[Saved data entries]
────────────────
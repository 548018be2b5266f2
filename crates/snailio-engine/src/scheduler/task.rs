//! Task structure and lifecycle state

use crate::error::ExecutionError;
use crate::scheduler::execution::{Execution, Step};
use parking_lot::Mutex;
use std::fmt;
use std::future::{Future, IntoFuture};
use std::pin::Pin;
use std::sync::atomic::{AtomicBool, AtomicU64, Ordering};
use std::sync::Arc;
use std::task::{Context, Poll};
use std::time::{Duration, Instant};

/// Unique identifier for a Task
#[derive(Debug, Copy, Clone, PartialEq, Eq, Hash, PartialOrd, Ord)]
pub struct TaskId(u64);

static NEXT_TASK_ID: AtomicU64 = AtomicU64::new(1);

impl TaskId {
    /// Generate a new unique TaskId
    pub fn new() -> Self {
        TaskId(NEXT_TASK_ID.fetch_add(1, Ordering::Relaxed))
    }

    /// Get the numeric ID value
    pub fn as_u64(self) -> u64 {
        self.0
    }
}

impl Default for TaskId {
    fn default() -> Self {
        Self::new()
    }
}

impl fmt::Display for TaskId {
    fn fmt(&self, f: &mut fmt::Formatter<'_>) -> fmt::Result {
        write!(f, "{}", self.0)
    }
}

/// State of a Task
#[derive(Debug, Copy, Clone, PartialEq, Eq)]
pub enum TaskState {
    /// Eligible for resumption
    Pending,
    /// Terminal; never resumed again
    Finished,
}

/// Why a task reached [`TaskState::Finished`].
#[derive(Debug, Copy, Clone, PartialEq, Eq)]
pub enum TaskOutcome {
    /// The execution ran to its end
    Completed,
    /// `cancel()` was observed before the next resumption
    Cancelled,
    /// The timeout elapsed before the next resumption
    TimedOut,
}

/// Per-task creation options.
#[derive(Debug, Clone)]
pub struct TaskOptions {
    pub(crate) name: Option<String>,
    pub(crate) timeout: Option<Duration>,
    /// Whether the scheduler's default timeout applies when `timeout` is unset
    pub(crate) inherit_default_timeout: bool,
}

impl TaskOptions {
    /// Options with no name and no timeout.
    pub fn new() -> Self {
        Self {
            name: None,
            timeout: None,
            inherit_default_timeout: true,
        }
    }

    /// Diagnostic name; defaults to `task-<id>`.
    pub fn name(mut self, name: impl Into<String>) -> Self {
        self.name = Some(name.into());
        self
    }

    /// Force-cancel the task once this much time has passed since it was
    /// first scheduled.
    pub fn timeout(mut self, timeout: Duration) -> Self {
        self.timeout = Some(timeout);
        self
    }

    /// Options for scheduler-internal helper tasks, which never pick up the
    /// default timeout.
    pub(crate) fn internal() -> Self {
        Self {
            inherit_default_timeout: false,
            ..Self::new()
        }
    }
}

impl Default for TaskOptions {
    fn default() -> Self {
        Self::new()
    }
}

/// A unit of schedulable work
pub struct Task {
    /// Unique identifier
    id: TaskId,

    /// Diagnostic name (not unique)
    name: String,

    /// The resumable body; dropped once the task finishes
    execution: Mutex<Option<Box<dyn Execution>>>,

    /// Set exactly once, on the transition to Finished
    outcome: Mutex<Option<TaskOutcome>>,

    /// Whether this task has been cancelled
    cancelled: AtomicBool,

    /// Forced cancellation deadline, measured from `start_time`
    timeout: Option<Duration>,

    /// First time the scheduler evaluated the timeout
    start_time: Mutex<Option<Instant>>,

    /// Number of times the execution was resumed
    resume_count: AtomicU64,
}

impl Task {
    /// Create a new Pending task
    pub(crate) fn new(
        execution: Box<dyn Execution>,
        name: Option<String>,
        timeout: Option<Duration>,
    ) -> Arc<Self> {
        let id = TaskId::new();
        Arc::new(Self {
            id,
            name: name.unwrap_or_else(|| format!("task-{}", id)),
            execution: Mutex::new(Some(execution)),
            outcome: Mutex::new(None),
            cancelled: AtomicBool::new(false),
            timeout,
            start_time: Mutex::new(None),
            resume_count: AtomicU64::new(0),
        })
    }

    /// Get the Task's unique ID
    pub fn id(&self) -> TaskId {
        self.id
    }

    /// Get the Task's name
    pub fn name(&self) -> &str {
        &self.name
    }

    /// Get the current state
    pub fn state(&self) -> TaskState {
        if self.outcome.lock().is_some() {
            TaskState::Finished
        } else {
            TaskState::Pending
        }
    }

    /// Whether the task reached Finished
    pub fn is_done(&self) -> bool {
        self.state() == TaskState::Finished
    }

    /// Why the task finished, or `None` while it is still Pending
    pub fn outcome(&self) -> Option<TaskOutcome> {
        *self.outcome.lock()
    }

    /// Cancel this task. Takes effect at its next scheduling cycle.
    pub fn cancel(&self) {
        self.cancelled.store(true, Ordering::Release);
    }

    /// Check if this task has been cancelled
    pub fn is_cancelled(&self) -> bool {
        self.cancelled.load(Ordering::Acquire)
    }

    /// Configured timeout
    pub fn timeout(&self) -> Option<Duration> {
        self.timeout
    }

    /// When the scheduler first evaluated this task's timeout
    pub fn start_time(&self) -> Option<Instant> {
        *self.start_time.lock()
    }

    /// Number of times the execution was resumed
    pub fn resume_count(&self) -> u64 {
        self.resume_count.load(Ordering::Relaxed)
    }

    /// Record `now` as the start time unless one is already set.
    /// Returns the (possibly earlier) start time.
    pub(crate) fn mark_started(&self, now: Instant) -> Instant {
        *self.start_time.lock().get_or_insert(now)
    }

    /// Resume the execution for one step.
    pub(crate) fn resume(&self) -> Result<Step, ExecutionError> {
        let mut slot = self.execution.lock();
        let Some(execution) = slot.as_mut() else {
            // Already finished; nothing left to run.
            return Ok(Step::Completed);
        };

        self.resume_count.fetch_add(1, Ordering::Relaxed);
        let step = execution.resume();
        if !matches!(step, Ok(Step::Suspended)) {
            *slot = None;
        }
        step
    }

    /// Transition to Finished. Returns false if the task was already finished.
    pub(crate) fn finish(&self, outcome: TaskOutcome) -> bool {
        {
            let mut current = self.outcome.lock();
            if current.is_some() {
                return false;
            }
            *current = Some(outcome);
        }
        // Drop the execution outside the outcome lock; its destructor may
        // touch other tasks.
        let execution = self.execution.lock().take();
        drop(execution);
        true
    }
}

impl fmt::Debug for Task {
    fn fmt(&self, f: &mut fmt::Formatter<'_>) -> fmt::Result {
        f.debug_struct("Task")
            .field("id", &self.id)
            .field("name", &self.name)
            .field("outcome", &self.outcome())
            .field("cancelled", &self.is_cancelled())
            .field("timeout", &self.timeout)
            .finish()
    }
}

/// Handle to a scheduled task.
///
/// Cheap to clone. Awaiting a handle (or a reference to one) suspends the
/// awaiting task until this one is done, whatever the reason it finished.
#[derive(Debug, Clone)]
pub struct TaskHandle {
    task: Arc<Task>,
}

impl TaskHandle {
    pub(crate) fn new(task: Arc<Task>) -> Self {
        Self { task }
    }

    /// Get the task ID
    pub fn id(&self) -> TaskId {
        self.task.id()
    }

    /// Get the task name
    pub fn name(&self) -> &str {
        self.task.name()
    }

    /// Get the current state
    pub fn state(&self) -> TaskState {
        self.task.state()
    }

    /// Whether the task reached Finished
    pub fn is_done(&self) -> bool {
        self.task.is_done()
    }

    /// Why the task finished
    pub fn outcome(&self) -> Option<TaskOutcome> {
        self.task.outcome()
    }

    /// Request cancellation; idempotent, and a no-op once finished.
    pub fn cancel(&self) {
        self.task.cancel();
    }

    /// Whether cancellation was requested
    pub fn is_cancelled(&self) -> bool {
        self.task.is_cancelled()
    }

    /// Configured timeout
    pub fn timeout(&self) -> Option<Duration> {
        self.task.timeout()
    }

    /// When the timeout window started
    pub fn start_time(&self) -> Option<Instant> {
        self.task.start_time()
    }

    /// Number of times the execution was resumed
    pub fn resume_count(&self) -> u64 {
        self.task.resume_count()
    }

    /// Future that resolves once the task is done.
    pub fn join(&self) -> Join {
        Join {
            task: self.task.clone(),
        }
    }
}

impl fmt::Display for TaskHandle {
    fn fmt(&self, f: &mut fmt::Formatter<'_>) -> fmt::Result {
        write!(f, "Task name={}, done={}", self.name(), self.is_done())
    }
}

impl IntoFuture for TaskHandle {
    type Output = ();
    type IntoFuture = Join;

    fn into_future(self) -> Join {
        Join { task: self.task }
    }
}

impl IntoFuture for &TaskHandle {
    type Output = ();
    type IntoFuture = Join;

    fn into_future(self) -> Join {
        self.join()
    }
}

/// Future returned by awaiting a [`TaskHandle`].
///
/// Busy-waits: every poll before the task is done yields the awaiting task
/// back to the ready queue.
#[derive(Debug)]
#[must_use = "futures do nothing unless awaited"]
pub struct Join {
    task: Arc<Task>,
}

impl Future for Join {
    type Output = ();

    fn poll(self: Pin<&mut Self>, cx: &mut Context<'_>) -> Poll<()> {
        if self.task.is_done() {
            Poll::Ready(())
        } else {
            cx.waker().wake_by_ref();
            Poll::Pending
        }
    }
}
────────────────
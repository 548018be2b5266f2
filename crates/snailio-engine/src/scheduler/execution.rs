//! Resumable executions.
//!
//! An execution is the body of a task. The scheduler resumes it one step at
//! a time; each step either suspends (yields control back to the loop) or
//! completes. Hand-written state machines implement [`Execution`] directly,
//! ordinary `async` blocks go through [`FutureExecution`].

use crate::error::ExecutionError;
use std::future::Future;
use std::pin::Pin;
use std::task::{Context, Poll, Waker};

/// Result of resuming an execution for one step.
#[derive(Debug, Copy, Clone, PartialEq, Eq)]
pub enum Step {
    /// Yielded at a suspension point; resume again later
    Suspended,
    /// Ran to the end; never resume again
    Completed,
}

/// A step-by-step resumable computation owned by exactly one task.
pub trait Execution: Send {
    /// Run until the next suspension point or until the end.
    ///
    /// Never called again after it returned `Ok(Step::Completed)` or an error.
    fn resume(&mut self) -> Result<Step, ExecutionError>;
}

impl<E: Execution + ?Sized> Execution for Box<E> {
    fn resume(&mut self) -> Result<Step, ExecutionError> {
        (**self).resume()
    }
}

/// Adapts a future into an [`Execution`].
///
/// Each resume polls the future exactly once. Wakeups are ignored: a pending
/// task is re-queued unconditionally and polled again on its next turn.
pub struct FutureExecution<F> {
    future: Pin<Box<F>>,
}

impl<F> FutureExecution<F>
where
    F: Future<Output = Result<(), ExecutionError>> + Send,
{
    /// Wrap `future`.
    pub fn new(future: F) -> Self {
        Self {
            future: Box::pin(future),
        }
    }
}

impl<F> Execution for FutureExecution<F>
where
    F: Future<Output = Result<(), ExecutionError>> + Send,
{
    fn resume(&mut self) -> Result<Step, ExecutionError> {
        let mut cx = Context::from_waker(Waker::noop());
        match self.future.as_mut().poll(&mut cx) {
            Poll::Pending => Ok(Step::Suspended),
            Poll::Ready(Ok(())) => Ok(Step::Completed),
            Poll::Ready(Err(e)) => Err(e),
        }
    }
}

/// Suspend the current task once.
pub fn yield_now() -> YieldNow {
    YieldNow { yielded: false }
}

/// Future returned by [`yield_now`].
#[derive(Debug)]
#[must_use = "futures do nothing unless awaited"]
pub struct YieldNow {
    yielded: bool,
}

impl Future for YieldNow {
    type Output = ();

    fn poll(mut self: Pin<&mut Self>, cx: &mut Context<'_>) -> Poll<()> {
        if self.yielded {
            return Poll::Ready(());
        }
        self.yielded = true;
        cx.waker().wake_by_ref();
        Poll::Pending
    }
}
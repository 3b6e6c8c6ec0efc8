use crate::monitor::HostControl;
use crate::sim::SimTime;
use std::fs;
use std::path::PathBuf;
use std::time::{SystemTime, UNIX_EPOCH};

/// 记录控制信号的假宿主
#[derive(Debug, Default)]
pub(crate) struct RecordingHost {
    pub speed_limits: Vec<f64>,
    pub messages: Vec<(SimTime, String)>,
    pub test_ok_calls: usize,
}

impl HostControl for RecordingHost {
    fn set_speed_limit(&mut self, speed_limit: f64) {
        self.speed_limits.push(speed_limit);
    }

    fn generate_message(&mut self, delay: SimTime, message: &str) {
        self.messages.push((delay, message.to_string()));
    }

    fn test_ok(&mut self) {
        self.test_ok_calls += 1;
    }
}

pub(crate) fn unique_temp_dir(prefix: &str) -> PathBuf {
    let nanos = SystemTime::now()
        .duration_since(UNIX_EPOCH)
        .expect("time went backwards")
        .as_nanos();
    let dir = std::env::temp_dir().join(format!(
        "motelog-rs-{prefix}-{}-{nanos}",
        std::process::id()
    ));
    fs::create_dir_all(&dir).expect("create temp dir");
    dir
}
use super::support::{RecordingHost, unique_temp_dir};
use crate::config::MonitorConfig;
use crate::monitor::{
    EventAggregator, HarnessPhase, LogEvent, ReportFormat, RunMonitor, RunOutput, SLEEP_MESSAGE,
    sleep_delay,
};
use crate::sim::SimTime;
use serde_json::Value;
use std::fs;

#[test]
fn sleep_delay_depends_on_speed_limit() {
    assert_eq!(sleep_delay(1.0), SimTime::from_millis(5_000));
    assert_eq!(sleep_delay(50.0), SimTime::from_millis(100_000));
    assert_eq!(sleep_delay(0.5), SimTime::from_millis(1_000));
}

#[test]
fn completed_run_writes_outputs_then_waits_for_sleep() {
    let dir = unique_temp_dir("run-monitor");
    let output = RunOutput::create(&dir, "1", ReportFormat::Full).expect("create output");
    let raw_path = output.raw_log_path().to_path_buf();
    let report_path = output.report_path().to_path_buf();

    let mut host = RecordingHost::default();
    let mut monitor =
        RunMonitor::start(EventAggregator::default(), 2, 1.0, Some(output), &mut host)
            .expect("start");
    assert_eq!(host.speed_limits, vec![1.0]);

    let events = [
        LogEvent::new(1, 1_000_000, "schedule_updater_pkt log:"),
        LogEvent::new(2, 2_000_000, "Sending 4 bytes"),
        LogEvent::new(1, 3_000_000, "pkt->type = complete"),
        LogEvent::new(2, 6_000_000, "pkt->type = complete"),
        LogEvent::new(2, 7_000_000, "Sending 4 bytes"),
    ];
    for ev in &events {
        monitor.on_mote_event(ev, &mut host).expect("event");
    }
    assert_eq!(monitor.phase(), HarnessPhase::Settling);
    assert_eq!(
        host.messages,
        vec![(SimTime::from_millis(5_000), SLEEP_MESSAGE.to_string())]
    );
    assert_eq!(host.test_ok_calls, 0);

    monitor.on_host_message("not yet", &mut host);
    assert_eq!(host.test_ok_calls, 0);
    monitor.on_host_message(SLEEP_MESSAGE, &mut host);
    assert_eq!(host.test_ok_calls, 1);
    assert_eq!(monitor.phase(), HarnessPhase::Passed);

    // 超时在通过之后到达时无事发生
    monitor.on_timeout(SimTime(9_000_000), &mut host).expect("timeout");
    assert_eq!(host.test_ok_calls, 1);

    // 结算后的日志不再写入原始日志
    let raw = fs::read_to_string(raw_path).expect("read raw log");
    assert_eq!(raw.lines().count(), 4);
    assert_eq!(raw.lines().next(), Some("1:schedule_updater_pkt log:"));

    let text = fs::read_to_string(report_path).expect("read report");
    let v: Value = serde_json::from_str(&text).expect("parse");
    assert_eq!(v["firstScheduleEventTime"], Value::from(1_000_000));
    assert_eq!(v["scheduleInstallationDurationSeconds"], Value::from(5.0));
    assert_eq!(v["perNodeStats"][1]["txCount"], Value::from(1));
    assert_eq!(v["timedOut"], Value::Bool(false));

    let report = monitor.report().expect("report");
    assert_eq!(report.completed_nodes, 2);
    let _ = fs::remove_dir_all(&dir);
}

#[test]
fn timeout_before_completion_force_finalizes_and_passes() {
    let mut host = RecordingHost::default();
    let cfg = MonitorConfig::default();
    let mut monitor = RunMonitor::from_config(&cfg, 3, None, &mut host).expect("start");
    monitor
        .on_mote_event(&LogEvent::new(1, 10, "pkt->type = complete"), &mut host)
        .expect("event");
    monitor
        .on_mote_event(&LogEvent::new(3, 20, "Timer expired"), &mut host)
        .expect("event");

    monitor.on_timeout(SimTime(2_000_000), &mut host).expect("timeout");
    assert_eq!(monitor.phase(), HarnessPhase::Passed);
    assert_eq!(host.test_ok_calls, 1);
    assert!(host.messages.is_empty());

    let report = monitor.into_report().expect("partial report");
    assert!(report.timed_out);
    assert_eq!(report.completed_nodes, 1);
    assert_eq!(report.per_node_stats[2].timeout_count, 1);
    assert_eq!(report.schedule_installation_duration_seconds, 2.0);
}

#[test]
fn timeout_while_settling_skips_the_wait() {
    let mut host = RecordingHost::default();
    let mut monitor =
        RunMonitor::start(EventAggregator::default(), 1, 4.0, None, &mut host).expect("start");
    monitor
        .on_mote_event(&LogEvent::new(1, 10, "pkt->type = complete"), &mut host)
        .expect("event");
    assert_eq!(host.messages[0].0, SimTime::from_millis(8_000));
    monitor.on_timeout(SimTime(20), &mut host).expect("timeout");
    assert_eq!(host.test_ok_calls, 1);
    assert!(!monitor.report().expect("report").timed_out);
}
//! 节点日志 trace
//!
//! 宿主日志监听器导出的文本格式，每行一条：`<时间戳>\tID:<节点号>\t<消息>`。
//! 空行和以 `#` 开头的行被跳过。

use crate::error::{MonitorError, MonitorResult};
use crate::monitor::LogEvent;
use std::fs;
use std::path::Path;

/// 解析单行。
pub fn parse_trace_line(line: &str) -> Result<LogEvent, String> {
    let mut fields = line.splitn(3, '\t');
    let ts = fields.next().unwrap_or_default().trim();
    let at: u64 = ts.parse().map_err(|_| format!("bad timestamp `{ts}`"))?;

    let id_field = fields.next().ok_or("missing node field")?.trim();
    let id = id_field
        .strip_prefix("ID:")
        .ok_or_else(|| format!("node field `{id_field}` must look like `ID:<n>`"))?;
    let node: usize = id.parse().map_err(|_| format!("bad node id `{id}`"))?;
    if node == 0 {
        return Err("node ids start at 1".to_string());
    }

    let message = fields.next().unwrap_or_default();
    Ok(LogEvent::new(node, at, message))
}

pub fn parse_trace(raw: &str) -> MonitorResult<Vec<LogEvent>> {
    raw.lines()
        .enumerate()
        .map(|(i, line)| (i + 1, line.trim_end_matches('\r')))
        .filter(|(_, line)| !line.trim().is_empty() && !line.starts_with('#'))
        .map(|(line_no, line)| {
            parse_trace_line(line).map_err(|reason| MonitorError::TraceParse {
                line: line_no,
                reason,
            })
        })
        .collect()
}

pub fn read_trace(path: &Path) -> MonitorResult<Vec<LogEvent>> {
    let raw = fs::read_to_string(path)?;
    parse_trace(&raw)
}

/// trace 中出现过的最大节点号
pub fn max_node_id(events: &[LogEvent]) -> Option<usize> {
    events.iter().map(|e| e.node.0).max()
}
────────────────
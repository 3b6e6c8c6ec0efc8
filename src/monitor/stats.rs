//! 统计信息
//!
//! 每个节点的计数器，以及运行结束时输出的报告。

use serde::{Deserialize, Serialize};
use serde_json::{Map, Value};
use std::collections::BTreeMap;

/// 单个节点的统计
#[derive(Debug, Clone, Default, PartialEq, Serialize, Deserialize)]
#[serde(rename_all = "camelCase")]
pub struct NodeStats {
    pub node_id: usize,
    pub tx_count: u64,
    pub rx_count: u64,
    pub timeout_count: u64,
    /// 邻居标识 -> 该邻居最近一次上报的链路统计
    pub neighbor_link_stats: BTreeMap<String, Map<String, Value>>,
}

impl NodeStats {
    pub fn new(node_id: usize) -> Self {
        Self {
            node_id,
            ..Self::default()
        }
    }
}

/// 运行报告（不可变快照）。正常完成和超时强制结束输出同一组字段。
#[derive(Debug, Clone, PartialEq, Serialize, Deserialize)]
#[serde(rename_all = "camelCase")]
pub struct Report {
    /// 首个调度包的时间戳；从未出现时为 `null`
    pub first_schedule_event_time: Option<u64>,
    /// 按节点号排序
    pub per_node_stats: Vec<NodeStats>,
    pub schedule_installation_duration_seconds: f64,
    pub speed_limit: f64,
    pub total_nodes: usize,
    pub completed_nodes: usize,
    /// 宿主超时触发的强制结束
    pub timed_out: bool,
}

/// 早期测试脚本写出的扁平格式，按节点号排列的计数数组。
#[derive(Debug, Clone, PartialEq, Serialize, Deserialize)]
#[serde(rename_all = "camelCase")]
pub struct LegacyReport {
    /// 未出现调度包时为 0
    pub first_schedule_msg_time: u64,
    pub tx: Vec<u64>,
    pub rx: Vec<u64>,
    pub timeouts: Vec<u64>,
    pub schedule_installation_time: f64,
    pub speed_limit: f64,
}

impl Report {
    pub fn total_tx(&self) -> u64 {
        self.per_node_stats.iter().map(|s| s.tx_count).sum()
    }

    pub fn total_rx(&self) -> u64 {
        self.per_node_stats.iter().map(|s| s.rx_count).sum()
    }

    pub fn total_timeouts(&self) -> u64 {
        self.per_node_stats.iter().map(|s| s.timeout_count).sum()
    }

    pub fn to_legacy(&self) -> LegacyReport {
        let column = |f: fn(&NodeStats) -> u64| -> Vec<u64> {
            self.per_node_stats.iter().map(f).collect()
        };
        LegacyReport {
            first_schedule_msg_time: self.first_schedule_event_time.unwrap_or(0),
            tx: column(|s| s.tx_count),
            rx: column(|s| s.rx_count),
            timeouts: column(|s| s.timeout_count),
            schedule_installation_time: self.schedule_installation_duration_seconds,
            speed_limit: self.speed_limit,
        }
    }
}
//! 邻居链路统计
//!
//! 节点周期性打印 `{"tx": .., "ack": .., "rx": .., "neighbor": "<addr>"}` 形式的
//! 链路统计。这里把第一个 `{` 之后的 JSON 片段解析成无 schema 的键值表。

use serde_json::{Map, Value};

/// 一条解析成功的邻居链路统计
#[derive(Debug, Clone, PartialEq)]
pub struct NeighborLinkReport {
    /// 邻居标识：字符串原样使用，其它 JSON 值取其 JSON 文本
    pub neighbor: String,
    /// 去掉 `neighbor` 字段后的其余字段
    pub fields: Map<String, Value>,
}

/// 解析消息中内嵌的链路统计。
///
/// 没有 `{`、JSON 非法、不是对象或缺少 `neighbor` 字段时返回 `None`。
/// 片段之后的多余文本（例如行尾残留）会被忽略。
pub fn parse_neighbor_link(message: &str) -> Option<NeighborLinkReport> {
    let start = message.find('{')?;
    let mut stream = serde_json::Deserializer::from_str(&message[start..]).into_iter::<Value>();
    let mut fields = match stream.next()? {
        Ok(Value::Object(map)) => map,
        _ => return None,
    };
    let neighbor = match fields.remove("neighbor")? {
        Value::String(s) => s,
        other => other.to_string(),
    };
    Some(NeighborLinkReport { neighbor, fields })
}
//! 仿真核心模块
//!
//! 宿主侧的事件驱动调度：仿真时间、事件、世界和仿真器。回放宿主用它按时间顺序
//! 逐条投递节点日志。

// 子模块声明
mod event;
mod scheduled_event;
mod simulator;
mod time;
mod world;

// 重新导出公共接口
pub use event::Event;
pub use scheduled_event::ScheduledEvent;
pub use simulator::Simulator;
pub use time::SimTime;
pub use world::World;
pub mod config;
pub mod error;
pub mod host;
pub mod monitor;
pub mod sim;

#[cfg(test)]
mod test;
────────────────
§ Work required
All that is wanted is a faithful reproduction of the line above with "next scheduling cycle.", the line with "is already set.", and every line in between.

§ Solution for this exercise
    /// Cancel this task. Takes effect at its next scheduling cycle.
    pub fn cancel(&self) {
        self.cancelled.store(true, Ordering::Release);
    }

    /// Check if this task has been cancelled
    pub fn is_cancelled(&self) -> bool {
        self.cancelled.load(Ordering::Acquire)
    }

    /// Configured timeout
    pub fn timeout(&self) -> Option<Duration> {
        self.timeout
    }

    /// When the scheduler first evaluated this task's timeout
    pub fn start_time(&self) -> Option<Instant> {
        *self.start_time.lock()
    }

    /// Number of times the execution was resumed
    pub fn resume_count(&self) -> u64 {
        self.resume_count.load(Ordering::Relaxed)
    }

    /// Record `now` as the start time unless one is already set.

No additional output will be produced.